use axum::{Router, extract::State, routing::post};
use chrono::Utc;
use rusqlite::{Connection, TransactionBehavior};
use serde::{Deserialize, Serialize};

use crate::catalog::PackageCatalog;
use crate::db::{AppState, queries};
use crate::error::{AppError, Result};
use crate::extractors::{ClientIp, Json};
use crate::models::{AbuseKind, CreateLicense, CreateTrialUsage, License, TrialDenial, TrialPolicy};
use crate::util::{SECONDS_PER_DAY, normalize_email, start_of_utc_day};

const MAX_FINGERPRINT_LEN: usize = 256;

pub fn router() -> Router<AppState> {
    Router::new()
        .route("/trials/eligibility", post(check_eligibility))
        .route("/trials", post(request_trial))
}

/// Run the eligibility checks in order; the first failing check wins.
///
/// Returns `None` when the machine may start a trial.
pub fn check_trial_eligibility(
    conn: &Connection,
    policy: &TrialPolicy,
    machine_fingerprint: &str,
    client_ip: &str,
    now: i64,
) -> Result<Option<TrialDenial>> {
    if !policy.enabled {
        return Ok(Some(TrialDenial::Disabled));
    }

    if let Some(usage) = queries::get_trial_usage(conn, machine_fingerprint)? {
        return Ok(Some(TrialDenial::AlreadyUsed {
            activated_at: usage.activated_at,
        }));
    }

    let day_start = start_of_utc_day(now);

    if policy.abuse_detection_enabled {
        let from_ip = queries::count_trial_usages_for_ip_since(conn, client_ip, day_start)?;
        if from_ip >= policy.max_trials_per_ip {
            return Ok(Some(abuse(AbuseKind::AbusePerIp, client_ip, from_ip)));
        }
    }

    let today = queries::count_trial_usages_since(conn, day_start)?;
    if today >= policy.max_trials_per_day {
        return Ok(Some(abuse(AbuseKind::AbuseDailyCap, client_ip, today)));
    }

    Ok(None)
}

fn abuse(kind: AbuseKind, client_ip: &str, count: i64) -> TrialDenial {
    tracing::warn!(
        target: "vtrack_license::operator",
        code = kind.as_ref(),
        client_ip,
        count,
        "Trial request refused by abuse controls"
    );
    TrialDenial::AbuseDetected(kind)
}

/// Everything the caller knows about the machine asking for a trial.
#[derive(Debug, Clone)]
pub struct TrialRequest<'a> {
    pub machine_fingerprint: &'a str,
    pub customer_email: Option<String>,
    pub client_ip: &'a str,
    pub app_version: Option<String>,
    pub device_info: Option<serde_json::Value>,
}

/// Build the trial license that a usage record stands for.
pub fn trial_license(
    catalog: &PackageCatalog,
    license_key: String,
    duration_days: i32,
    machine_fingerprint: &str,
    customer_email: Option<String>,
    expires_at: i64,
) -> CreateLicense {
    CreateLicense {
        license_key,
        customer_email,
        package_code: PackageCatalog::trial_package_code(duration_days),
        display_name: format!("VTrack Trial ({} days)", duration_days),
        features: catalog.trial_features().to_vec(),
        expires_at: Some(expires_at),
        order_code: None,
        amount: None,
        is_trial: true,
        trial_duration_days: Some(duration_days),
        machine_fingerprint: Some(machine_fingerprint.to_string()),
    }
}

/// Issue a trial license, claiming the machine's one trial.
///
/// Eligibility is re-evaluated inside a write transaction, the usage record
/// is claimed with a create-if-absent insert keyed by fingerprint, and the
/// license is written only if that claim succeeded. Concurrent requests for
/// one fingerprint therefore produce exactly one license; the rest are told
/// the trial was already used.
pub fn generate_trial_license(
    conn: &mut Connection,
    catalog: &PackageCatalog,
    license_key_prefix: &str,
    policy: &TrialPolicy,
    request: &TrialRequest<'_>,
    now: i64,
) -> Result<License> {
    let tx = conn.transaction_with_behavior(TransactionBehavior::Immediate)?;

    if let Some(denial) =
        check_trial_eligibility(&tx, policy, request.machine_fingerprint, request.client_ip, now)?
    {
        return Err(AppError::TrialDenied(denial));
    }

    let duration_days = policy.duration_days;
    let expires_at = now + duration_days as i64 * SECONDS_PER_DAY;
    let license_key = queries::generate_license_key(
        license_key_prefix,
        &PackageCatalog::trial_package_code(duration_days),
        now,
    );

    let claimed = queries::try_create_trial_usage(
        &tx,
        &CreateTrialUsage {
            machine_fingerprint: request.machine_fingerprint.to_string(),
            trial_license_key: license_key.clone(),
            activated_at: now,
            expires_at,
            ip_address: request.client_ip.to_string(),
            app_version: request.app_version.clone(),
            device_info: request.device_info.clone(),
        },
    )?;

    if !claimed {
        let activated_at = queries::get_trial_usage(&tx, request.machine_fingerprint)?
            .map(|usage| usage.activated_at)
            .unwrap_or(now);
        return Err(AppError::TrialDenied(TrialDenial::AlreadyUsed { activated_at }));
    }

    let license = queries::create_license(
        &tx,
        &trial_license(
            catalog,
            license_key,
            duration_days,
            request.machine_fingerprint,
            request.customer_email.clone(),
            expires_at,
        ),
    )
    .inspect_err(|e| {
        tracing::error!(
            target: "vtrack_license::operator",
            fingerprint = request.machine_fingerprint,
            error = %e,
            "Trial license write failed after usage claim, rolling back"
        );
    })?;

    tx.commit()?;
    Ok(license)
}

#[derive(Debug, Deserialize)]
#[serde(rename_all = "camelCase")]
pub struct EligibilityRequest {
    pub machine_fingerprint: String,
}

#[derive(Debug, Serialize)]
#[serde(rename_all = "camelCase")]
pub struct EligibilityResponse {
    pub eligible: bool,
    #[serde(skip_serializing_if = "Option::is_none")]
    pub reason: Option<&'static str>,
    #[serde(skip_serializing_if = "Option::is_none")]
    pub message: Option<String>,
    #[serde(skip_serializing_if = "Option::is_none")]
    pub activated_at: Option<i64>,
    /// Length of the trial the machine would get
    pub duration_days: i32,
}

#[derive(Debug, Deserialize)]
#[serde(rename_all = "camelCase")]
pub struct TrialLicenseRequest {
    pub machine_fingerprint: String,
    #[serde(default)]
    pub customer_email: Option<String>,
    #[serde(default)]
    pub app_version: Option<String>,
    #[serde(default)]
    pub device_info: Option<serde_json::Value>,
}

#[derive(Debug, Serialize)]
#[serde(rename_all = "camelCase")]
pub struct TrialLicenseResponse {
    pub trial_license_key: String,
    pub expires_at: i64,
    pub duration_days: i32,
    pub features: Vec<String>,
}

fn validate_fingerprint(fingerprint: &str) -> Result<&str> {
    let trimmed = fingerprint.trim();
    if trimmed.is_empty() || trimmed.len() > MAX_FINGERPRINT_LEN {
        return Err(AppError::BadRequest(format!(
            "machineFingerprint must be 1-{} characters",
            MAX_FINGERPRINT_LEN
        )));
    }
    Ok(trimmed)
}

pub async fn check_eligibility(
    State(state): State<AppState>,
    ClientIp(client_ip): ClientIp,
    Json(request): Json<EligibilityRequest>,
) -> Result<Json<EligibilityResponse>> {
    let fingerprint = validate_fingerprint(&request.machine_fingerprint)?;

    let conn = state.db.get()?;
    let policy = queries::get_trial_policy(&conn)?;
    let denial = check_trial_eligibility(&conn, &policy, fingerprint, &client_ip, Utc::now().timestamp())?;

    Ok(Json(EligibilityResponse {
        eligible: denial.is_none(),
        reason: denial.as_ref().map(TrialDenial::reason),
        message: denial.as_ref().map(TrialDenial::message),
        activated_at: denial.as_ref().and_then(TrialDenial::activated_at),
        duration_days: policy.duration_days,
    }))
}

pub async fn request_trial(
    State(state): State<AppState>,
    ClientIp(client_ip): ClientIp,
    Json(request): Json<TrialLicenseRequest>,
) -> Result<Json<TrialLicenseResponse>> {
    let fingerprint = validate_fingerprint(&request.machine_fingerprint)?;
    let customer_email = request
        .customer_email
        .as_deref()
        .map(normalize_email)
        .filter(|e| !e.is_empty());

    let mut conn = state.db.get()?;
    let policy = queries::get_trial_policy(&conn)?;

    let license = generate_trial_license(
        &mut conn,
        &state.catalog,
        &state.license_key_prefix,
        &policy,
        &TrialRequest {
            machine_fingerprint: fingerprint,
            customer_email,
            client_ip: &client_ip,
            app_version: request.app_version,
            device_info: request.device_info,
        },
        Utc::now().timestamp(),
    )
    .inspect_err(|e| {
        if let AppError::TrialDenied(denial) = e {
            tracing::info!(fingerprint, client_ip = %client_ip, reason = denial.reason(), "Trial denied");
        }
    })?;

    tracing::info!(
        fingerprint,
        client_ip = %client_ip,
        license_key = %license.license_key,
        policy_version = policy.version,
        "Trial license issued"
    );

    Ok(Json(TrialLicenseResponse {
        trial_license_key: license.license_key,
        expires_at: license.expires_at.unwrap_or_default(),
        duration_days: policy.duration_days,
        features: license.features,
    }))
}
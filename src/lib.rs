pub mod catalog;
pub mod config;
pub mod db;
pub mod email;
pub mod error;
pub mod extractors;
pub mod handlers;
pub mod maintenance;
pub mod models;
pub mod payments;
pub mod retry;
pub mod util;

**REQUIRED ACTION**
Every line that holds the word "target" should be copied from the listing.

**THE COMPLETED TASK**
        target: "vtrack_license::operator",
            target: "vtrack_license::operator",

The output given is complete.